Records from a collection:
****************
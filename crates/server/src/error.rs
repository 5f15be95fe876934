use axum::http::StatusCode;
use axum::response::{IntoResponse, Response};
use axum::Json;
use shared::ApiErrorBody;

use crate::ai::GenerationError;

/// Error returned by handlers; rendered as `{ "detail": message }`.
#[derive(Debug, thiserror::Error)]
#[error("{message}")]
pub struct ApiError {
    pub status: StatusCode,
    pub message: String,
}

impl ApiError {
    pub fn bad_request(message: impl Into<String>) -> Self {
        Self {
            status: StatusCode::BAD_REQUEST,
            message: message.into(),
        }
    }

    pub fn too_many_requests() -> Self {
        Self {
            status: StatusCode::TOO_MANY_REQUESTS,
            message: "Rate limit exceeded. Please wait a minute before generating again.".to_string(),
        }
    }

    pub fn internal(message: impl Into<String>) -> Self {
        Self {
            status: StatusCode::INTERNAL_SERVER_ERROR,
            message: message.into(),
        }
    }
}

impl From<GenerationError> for ApiError {
    fn from(err: GenerationError) -> Self {
        match err {
            GenerationError::InvalidImage(_) => Self::bad_request(err.to_string()),
            _ => Self::internal(err.to_string()),
        }
    }
}

impl IntoResponse for ApiError {
    fn into_response(self) -> Response {
        (
            self.status,
            Json(ApiErrorBody {
                detail: self.message,
            }),
        )
            .into_response()
    }
}
//! Keyboard shortcut handling

use eframe::egui;

use sketchforge_gui_lib::state::AppState;

use crate::ui::status_bar::StatusLine;

/// Handle keyboard shortcuts for the application
pub fn handle_keyboard(ctx: &egui::Context, state: &mut AppState, status: &mut StatusLine) {
    // Ctrl+Enter works from the prompt field too
    if ctx.input(|i| i.modifiers.command && i.key_pressed(egui::Key::Enter)) && !state.is_generating() {
        state.submit_generation();
    }

    // Don't handle the rest when a text field is focused
    if ctx.memory(|m| m.focused().is_some()) {
        return;
    }

    let (undo, reset, export, dismiss) = ctx.input(|i| {
        (
            i.modifiers.command && i.key_pressed(egui::Key::Z),
            i.key_pressed(egui::Key::Home),
            i.modifiers.command && i.key_pressed(egui::Key::E),
            i.key_pressed(egui::Key::Escape),
        )
    });

    if undo {
        state.sketch.undo_stroke();
    }
    if reset {
        state.viewer.reset_camera();
    }
    if export && state.viewer.session().is_some() {
        super::menus::export_stl(state, status);
    }
    if dismiss {
        state.viewer.dismiss_overlay();
    }
}
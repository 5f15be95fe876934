//! Mesh validation utilities.
//!
//! `MeshValidator` checks tessellated output before it is shown or exported:
//! buffer strides, in-range indices, finite positions, unit normals, and
//! whether the surface is closed.

use std::collections::HashMap;

use crate::viewport::bounds::Aabb;
use crate::viewport::mesh::{MeshData, MESH_STRIDE};

/// Positions closer than this are treated as the same vertex when
/// checking closedness (flat-shaded meshes duplicate corners per face).
const WELD_SCALE: f32 = 1e4;

/// Validator for `MeshData` integrity checks.
pub struct MeshValidator<'a> {
    mesh: &'a MeshData,
}

impl<'a> MeshValidator<'a> {
    pub fn new(mesh: &'a MeshData) -> Self {
        Self { mesh }
    }

    pub fn vertex_count(&self) -> usize {
        self.mesh.vertex_count()
    }

    pub fn triangle_count(&self) -> usize {
        self.mesh.triangle_count()
    }

    /// Vertex buffer length is a multiple of the stride.
    pub fn is_stride_valid(&self) -> bool {
        self.mesh.vertices.len() % MESH_STRIDE == 0
    }

    pub fn is_index_stride_valid(&self) -> bool {
        self.mesh.indices.len() % 3 == 0
    }

    pub fn are_indices_in_range(&self) -> bool {
        let max_idx = self.vertex_count() as u32;
        self.mesh.indices.iter().all(|&i| i < max_idx)
    }

    pub fn are_positions_finite(&self) -> bool {
        (0..self.vertex_count() as u32).all(|i| self.mesh.position(i).is_finite())
    }

    /// Check that all vertex normals have unit length (within epsilon).
    pub fn are_normals_normalized(&self, epsilon: f32) -> bool {
        (0..self.vertex_count() as u32).all(|i| (self.mesh.normal(i).length() - 1.0).abs() <= epsilon)
    }

    /// Every edge is shared by exactly two triangles.
    pub fn is_closed(&self) -> bool {
        if self.mesh.is_empty() {
            return false;
        }
        let key = |i: u32| {
            let p = self.mesh.position(i) * WELD_SCALE;
            [p.x.round() as i64, p.y.round() as i64, p.z.round() as i64]
        };
        let mut edges: HashMap<([i64; 3], [i64; 3]), u32> = HashMap::new();
        for tri in self.mesh.indices.chunks_exact(3) {
            for (a, b) in [(tri[0], tri[1]), (tri[1], tri[2]), (tri[2], tri[0])] {
                let (ka, kb) = (key(a), key(b));
                let edge = if ka <= kb { (ka, kb) } else { (kb, ka) };
                *edges.entry(edge).or_default() += 1;
            }
        }
        edges.values().all(|&n| n == 2)
    }

    pub fn aabb(&self) -> Aabb {
        Aabb::from_mesh(self.mesh)
    }

    /// Bounding box extents along X, Y, Z.
    pub fn dimensions(&self) -> [f32; 3] {
        self.aabb().size().to_array()
    }

    /// Check that the AABB dimensions are approximately equal to `expected`.
    pub fn assert_dimensions_approx(&self, expected: [f32; 3], tolerance: f32) -> bool {
        let dims = self.dimensions();
        dims.iter().zip(expected).all(|(d, e)| (d - e).abs() < tolerance)
    }

    /// Run all validation checks and return a list of error messages.
    /// An empty list means the mesh is valid.
    pub fn validate_all(&self) -> Vec<String> {
        let mut errors = Vec::new();

        if !self.is_stride_valid() {
            errors.push(format!(
                "Vertex buffer length {} is not a multiple of {}",
                self.mesh.vertices.len(),
                MESH_STRIDE
            ));
            return errors;
        }

        if !self.is_index_stride_valid() {
            errors.push(format!(
                "Index buffer length {} is not a multiple of 3",
                self.mesh.indices.len()
            ));
        }

        if !self.are_indices_in_range() {
            let max_idx = self.vertex_count() as u32;
            let out_of_range: Vec<_> = self
                .mesh
                .indices
                .iter()
                .filter(|&&i| i >= max_idx)
                .take(5)
                .collect();
            errors.push(format!(
                "Indices out of range (vertex_count={}): {:?}",
                max_idx, out_of_range
            ));
            return errors;
        }

        if !self.are_positions_finite() {
            errors.push("Some positions are NaN or infinite".to_string());
        }

        if self.vertex_count() > 0 && !self.are_normals_normalized(0.1) {
            errors.push("Some normals are not unit-length (epsilon=0.1)".to_string());
        }

        errors
    }
}

#[cfg(test)]
mod tests {
    use super::*;

    fn simple_triangle() -> MeshData {
        MeshData {
            vertices: vec![
                // pos(0,0,0) normal(0,0,1) color(0.5,0.5,0.5)
                0.0, 0.0, 0.0, 0.0, 0.0, 1.0, 0.5, 0.5, 0.5,
                1.0, 0.0, 0.0, 0.0, 0.0, 1.0, 0.5, 0.5, 0.5,
                0.0, 1.0, 0.0, 0.0, 0.0, 1.0, 0.5, 0.5, 0.5,
            ],
            indices: vec![0, 1, 2],
        }
    }

    /// Tetrahedron with one vertex per face corner, like kernel output
    fn flat_tetrahedron() -> MeshData {
        let corners = [[0.0, 0.0, 0.0], [1.0, 0.0, 0.0], [0.0, 1.0, 0.0], [0.0, 0.0, 1.0]];
        let faces = [[0, 2, 1], [0, 1, 3], [0, 3, 2], [1, 2, 3]];
        let mut mesh = MeshData::default();
        for face in faces {
            for c in face {
                let p: [f32; 3] = corners[c];
                mesh.vertices.extend_from_slice(&[p[0], p[1], p[2], 0.0, 0.0, 1.0, 0.5, 0.5, 0.5]);
            }
            let base = mesh.indices.len() as u32;
            mesh.indices.extend([base, base + 1, base + 2]);
        }
        mesh
    }

    #[test]
    fn test_counts() {
        let mesh = simple_triangle();
        let v = MeshValidator::new(&mesh);
        assert_eq!(v.vertex_count(), 3);
        assert_eq!(v.triangle_count(), 1);
    }

    #[test]
    fn test_stride_invalid() {
        let bad = MeshData {
            vertices: vec![0.0; 10],
            indices: vec![],
        };
        let v = MeshValidator::new(&bad);
        assert!(!v.is_stride_valid());
        assert_eq!(v.validate_all().len(), 1);
    }

    #[test]
    fn test_indices_out_of_range() {
        let mut mesh = simple_triangle();
        mesh.indices = vec![0, 1, 5];
        let v = MeshValidator::new(&mesh);
        assert!(!v.are_indices_in_range());
        assert!(v.validate_all()[0].contains("out of range"));
    }

    #[test]
    fn test_non_finite_position() {
        let mut mesh = simple_triangle();
        mesh.vertices[0] = f32::INFINITY;
        assert!(!MeshValidator::new(&mesh).are_positions_finite());
    }

    #[test]
    fn test_dimensions() {
        let mesh = simple_triangle();
        let v = MeshValidator::new(&mesh);
        assert!(v.assert_dimensions_approx([1.0, 1.0, 0.0], 1e-6));
        assert!(v.validate_all().is_empty());
    }

    #[test]
    fn test_closedness() {
        assert!(!MeshValidator::new(&simple_triangle()).is_closed());
        assert!(MeshValidator::new(&flat_tetrahedron()).is_closed());
        assert!(!MeshValidator::new(&MeshData::default()).is_closed());
    }
}
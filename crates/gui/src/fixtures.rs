//! Sample model scripts for tests, demos and the "load sample" menu.
//!
//! Each fixture is a complete script as the generation service would return it.

use crate::model::GeneratedSource;

/// 10×10×10 cube with its corner at the origin.
pub const CUBE_10: &str = "fn main() { cube(10) }";

/// Parametric phone stand: base plate, tilted back rest and a cable slot.
pub const PHONE_STAND: &str = r#"
fn parameter_definitions() {
    [
        #{ name: "width", initial: 70.0, caption: "Width" },
        #{ name: "depth", initial: 60.0, caption: "Base depth" },
        #{ name: "thickness", initial: 4.0, caption: "Wall thickness" },
        #{ name: "angle", initial: 20.0, caption: "Back tilt" }
    ]
}

fn main(params) {
    let w = params.width;
    let d = params.depth;
    let t = params.thickness;

    let base = cuboid([w, d, t], [0.0, 0.0, t / 2.0]);
    let back = cuboid([w, t, 80.0], [0.0, 0.0, 40.0])
        .rotate([-params.angle, 0.0, 0.0])
        .translate([0.0, d / 2.0 - t, t]);
    let lip = cuboid([w, t, 12.0], [0.0, -d / 2.0 + t / 2.0, t + 6.0]);
    let slot = cuboid([14.0, d, t * 4.0], [0.0, 0.0, t]);

    subtract(union([base, back, lip]), slot)
}
"#;

/// Cup built from a revolved profile.
pub const CUP: &str = r#"
fn parameter_definitions() {
    [
        #{ name: "radius", initial: 35.0 },
        #{ name: "height", initial: 90.0 },
        #{ name: "wall", initial: 3.0 }
    ]
}

fn main(params) {
    let r = params.radius;
    let h = params.height;
    let t = params.wall;
    let outline = polygon([[0.0, 0.0], [r, 0.0], [r, h], [r - t, h], [r - t, t], [0.0, t]]);
    extrude_rotate(outline, 360.0, 64)
}
"#;

/// Two separate solids returned as an array.
pub const TWO_PARTS: &str = r#"
fn main() {
    [
        cylinder(5.0, 20.0).translate([0.0, 0.0, 10.0]),
        sphere(6.0).translate([20.0, 0.0, 6.0])
    ]
}
"#;

/// Twisted star column from a linear extrusion.
pub const TWISTED_STAR: &str = r#"
fn main() {
    let pts = [];
    for i in 0..10 {
        let a = i.to_float() * 36.0 * PI() / 180.0;
        let r = if i % 2 == 0 { 20.0 } else { 9.0 };
        pts.push([r * a.cos(), r * a.sin()]);
    }
    extrude_linear(polygon(pts), 60.0, 90.0, 0.6)
}
"#;

/// Valid syntax, no entry point.
pub const NO_ENTRY_POINT: &str = "fn helper() { cube(1) }";

/// Fails at runtime inside the entry point.
pub const RUNTIME_ERROR: &str = r#"fn main() { cube(1).explode() }"#;

/// Never terminates without the operation limit.
pub const RUNAWAY_LOOP: &str = "fn main() { let n = 0; loop { n += 1; } }";

/// All well-formed samples, with a short label.
pub fn samples() -> [(&'static str, &'static str); 5] {
    [
        ("Cube", CUBE_10),
        ("Phone stand", PHONE_STAND),
        ("Cup", CUP),
        ("Two parts", TWO_PARTS),
        ("Twisted star", TWISTED_STAR),
    ]
}

pub fn source(text: &str) -> GeneratedSource {
    GeneratedSource::new(text)
}
use glam::Vec3;

use super::mesh::{MeshData, MESH_STRIDE};

/// Axis-aligned bounding box
#[derive(Debug, Clone, Copy, PartialEq)]
pub struct Aabb {
    pub min: Vec3,
    pub max: Vec3,
}

impl Aabb {
    pub const EMPTY: Aabb = Aabb {
        min: Vec3::splat(f32::MAX),
        max: Vec3::splat(f32::MIN),
    };

    pub fn new(min: Vec3, max: Vec3) -> Self {
        Self { min, max }
    }

    /// Compute AABB from MeshData (9 floats per vertex: pos+normal+color)
    pub fn from_mesh(data: &MeshData) -> Self {
        let mut aabb = Self::EMPTY;
        for chunk in data.vertices.chunks_exact(MESH_STRIDE) {
            aabb.include(Vec3::new(chunk[0], chunk[1], chunk[2]));
        }
        aabb
    }

    pub fn include(&mut self, p: Vec3) {
        self.min = self.min.min(p);
        self.max = self.max.max(p);
    }

    pub fn union(&self, other: &Aabb) -> Aabb {
        Aabb {
            min: self.min.min(other.min),
            max: self.max.max(other.max),
        }
    }

    /// False for the empty box (no points included).
    pub fn is_valid(&self) -> bool {
        self.min.cmple(self.max).all()
    }

    /// Center of the bounding box
    pub fn center(&self) -> Vec3 {
        (self.min + self.max) * 0.5
    }

    pub fn size(&self) -> Vec3 {
        self.max - self.min
    }

    /// Radius of the sphere through the box corners.
    pub fn bounding_radius(&self) -> f32 {
        self.size().length() * 0.5
    }
}

#[cfg(test)]
mod tests {
    use super::*;

    #[test]
    fn test_empty_is_invalid() {
        assert!(!Aabb::EMPTY.is_valid());
        assert!(!Aabb::from_mesh(&MeshData::default()).is_valid());
    }

    #[test]
    fn test_union_and_center() {
        let a = Aabb::new(Vec3::ZERO, Vec3::splat(10.0));
        let b = Aabb::new(Vec3::new(-2.0, 0.0, 0.0), Vec3::new(0.0, 1.0, 1.0));
        let u = a.union(&b);
        assert_eq!(u.min, Vec3::new(-2.0, 0.0, 0.0));
        assert_eq!(u.center(), Vec3::new(4.0, 5.0, 5.0));
        assert!((a.bounding_radius() - 75.0_f32.sqrt() ).abs() < 1e-4);
    }
}
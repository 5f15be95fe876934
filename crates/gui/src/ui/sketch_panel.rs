use egui::{Color32, Pos2, Rect, Sense, TextureHandle, TextureOptions, Ui};

use sketchforge_gui_lib::i18n::t;
use sketchforge_gui_lib::state::{AppState, ChatRole};

/// Sketch canvas, prompt field and generation history.
#[derive(Default)]
pub struct SketchPanel {
    texture: Option<TextureHandle>,
    uploaded_version: Option<u64>,
}

impl SketchPanel {
    pub fn new() -> Self {
        Self::default()
    }

    pub fn show(&mut self, ui: &mut Ui, state: &mut AppState) {
        ui.heading(t("sketch.title"));
        ui.separator();

        self.show_canvas(ui, state);
        show_canvas_tools(ui, state);

        ui.add_space(6.0);
        ui.separator();
        show_prompt(ui, state);

        ui.add_space(4.0);
        show_history(ui, state);
    }

    fn show_canvas(&mut self, ui: &mut Ui, state: &mut AppState) {
        let side = ui.available_width().clamp(120.0, 360.0);
        let (rect, response) = ui.allocate_exact_size(egui::vec2(side, side), Sense::drag());

        let scale = state.sketch.size() as f32 / side;
        let to_canvas = |pos: Pos2| [(pos.x - rect.min.x) * scale, (pos.y - rect.min.y) * scale];
        if response.drag_started() {
            if let Some(pos) = response.interact_pointer_pos() {
                state.sketch.begin_stroke(to_canvas(pos));
            }
        } else if response.dragged() {
            if let Some(pos) = response.interact_pointer_pos() {
                state.sketch.extend_stroke(to_canvas(pos));
            }
        }
        if response.drag_stopped() {
            state.sketch.end_stroke();
        }

        let version = state.sketch.version();
        if self.uploaded_version != Some(version) {
            let image = state.sketch.to_image();
            let color_image = egui::ColorImage::from_rgba_unmultiplied(
                [image.width() as usize, image.height() as usize],
                image.as_raw(),
            );
            match &mut self.texture {
                Some(texture) => texture.set(color_image, TextureOptions::LINEAR),
                None => {
                    self.texture = Some(ui.ctx().load_texture("sketch_canvas", color_image, TextureOptions::LINEAR));
                }
            }
            self.uploaded_version = Some(version);
        }

        let painter = ui.painter_at(rect);
        if let Some(texture) = &self.texture {
            let uv = Rect::from_min_max(Pos2::ZERO, Pos2::new(1.0, 1.0));
            painter.image(texture.id(), rect, uv, Color32::WHITE);
        }
        painter.rect_stroke(rect, 0.0, egui::Stroke::new(1.0, Color32::from_gray(90)), egui::StrokeKind::Inside);
    }
}

fn show_canvas_tools(ui: &mut Ui, state: &mut AppState) {
    ui.horizontal(|ui| {
        let has_strokes = !state.sketch.strokes().is_empty();
        if ui.add_enabled(has_strokes, egui::Button::new(t("sketch.undo"))).clicked() {
            state.sketch.undo_stroke();
        }
        if ui.add_enabled(!state.sketch.is_empty(), egui::Button::new(t("sketch.clear"))).clicked() {
            state.sketch.clear();
        }
        let has_model = state.viewer.session().is_some();
        if ui.add_enabled(has_model, egui::Button::new(t("sketch.from_view"))).clicked() {
            let _ = state.snapshot_to_sketch();
        }
    });
    ui.horizontal(|ui| {
        ui.label(t("sketch.brush"));
        ui.add(egui::Slider::new(&mut state.sketch.brush_size, 1.0..=24.0));
    });
}

fn show_prompt(ui: &mut Ui, state: &mut AppState) {
    ui.add(
        egui::TextEdit::multiline(&mut state.prompt)
            .hint_text(t("prompt.hint"))
            .desired_rows(3)
            .desired_width(f32::INFINITY),
    );

    ui.horizontal(|ui| {
        let generating = state.is_generating();
        let label = if generating { t("prompt.generating") } else { t("prompt.generate") };
        if ui.add_enabled(!generating, egui::Button::new(label)).clicked() {
            state.submit_generation();
        }
        if generating {
            ui.spinner();
        }
        if state.can_retry_generation() && ui.button(t("prompt.retry")).clicked() {
            state.retry_generation();
        }
    });
}

fn show_history(ui: &mut Ui, state: &AppState) {
    let Some(client) = &state.generation else {
        return;
    };
    egui::ScrollArea::vertical()
        .id_salt("generation_history")
        .stick_to_bottom(true)
        .show(ui, |ui| {
            for msg in &client.messages {
                let color = match (&msg.role, msg.is_error) {
                    (_, true) => Color32::from_rgb(230, 110, 110),
                    (ChatRole::User, _) => Color32::from_rgb(150, 190, 255),
                    (ChatRole::Assistant, _) => Color32::from_gray(200),
                };
                ui.colored_label(color, &msg.text);
            }
        });
}
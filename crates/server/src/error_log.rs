use std::path::{Path, PathBuf};

use shared::ErrorLogRequest;

const SEPARATOR_WIDTH: usize = 50;

/// Write a client error report to `<dir>/frontend_error_<timestamp>_<id>.log`.
///
/// The random suffix keeps reports from the same millisecond apart.
///
/// Returns the path of the written file.
pub async fn write_report(dir: &Path, report: &ErrorLogRequest) -> std::io::Result<PathBuf> {
    tokio::fs::create_dir_all(dir).await?;

    let stamp = chrono::Local::now().format("%Y%m%d_%H%M%S_%3f");
    let id = uuid::Uuid::new_v4().simple().to_string();
    let path = dir.join(format!("frontend_error_{}_{}.log", stamp, &id[..8]));
    tokio::fs::write(&path, render_report(report)).await?;
    Ok(path)
}

pub fn render_report(report: &ErrorLogRequest) -> String {
    let rule = "-".repeat(SEPARATOR_WIDTH);
    let mut out = format!(
        "TIMESTAMP: {}\nSOURCE: {}\nERROR: {}\n{}\n",
        report.timestamp, report.source, report.error, rule
    );
    if let Some(code) = report.code.as_deref() {
        out.push_str("CODE THAT CAUSED ERROR:\n");
        out.push_str(code);
        out.push('\n');
        out.push_str(&rule);
        out.push('\n');
    }
    out
}
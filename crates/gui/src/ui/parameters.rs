//! Parameter override panel
//!
//! One text field per declared parameter. A number replaces the value, any
//! other text is evaluated as a formula over the other parameters.

use egui::{TextEdit, Ui};

use sketchforge_gui_lib::i18n::t;
use sketchforge_gui_lib::state::AppState;

pub fn show(ui: &mut Ui, state: &mut AppState) {
    ui.heading(t("params.title"));
    ui.separator();

    let Some(session) = state.viewer.session() else {
        ui.weak(t("report.none"));
        return;
    };
    if session.parameters().is_empty() {
        ui.weak(t("params.none"));
        return;
    }

    let rows: Vec<(String, String, f64)> = session
        .parameters()
        .iter()
        .map(|def| {
            let value = session.values().get(&def.name).copied().unwrap_or(def.initial);
            (def.name.clone(), def.label().to_string(), value)
        })
        .collect();

    let mut submit = false;
    egui::Grid::new("parameter_grid")
        .num_columns(3)
        .spacing([8.0, 4.0])
        .show(ui, |ui| {
            for (name, label, value) in &rows {
                ui.label(label);
                let text = state.override_inputs.entry(name.clone()).or_default();
                let response = ui.add(
                    TextEdit::singleline(text)
                        .hint_text(t("params.formula_hint"))
                        .desired_width(110.0),
                );
                if response.lost_focus() && ui.input(|i| i.key_pressed(egui::Key::Enter)) {
                    submit = true;
                }
                ui.weak(format!("= {value:.3}"));
                ui.end_row();
            }
        });

    ui.add_space(4.0);
    ui.horizontal(|ui| {
        if ui.button(t("params.apply")).clicked() {
            submit = true;
        }
        if ui.button(t("params.reset")).clicked() {
            let _ = state.reset_overrides();
        }
    });

    if submit {
        let _ = state.apply_overrides();
    }
}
****************
AIM OF THE EXERCISE: Report the count, and only the count, of lines in the records above that contain "Debug".

EXERCISE RESPONSE: 2